■ **Aim of the task**
From the listing below, copy only the lines running from the line that contains "self.successor()" to the line that contains "pub fn absolute_value(&self)", both included.

========================================

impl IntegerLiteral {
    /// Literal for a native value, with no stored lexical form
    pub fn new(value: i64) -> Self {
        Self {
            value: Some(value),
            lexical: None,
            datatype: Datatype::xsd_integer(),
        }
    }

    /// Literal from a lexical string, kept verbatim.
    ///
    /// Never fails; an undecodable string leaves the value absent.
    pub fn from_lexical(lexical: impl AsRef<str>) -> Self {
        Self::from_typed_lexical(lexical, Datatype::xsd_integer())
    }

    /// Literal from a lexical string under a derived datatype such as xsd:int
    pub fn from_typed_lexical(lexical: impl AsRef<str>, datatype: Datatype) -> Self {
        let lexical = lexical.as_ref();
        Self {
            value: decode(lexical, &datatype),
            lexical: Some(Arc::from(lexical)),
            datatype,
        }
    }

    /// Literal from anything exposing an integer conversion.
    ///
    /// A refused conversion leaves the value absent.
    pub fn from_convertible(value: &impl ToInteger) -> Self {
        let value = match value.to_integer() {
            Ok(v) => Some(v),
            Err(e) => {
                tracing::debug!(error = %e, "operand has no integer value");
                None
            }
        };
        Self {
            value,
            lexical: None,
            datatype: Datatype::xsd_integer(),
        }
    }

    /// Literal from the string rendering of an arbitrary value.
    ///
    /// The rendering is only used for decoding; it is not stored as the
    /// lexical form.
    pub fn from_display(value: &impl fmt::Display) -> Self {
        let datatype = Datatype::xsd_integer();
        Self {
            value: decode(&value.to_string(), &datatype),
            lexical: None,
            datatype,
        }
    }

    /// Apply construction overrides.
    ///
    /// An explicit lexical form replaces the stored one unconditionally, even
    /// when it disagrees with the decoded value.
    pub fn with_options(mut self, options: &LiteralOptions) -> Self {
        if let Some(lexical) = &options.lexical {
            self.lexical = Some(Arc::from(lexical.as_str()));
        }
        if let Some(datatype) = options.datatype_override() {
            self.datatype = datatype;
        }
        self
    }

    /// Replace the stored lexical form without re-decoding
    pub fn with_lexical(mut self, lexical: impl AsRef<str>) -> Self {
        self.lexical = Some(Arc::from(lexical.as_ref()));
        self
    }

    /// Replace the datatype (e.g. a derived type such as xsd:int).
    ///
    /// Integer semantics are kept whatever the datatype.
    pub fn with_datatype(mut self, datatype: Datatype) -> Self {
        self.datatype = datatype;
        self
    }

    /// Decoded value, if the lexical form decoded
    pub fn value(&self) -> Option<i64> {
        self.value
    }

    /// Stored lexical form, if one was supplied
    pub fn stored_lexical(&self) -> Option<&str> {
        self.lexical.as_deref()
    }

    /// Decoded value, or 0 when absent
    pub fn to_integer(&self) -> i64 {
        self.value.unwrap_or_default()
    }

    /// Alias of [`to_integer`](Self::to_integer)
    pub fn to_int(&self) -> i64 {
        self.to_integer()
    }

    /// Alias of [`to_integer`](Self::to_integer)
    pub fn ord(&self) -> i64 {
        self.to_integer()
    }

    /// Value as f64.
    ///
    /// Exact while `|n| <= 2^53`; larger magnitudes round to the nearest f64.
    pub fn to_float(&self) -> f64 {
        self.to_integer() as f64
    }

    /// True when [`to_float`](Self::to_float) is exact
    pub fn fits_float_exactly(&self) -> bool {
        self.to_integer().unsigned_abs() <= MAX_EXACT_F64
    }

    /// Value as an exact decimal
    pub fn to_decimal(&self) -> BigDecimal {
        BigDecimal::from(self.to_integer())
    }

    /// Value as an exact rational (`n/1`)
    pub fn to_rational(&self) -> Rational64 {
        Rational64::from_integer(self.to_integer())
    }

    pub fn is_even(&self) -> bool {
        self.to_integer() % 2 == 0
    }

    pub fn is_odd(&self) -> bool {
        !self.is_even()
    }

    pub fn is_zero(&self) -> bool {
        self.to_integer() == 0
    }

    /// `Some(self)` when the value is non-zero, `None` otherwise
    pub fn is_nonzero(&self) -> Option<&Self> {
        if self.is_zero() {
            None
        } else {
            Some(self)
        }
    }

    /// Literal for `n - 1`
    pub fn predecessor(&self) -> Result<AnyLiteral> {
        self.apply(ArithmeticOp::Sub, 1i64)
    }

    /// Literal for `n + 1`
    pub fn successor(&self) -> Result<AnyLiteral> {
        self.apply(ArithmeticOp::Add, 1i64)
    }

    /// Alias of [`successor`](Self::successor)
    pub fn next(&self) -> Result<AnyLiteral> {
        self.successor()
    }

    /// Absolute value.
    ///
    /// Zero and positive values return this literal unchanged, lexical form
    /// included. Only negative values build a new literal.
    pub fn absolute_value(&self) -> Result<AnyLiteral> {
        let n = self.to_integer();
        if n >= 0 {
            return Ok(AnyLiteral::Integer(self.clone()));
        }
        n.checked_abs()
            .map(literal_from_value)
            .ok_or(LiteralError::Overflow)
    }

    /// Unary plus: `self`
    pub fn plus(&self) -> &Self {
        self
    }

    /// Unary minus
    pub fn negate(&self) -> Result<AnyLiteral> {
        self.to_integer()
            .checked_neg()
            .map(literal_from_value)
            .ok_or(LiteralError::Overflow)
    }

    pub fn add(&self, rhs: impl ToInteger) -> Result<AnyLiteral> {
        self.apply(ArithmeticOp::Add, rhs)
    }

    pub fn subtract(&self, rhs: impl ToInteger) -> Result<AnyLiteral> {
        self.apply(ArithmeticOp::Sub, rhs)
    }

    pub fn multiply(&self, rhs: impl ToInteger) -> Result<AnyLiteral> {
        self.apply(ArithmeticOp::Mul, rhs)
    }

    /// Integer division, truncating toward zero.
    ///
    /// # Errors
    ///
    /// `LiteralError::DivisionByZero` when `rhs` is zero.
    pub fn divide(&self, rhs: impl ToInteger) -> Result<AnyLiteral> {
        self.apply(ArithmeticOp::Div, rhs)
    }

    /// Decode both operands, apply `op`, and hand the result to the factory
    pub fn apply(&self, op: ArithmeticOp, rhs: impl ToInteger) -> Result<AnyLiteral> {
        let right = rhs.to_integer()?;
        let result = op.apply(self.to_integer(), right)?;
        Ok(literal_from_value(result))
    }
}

========================================

■ **Response area**
        self.successor()
    }

    /// Absolute value.
    ///
    /// Zero and positive values return this literal unchanged, lexical form
    /// included. Only negative values build a new literal.
    pub fn absolute_value(&self) -> Result<AnyLiteral> {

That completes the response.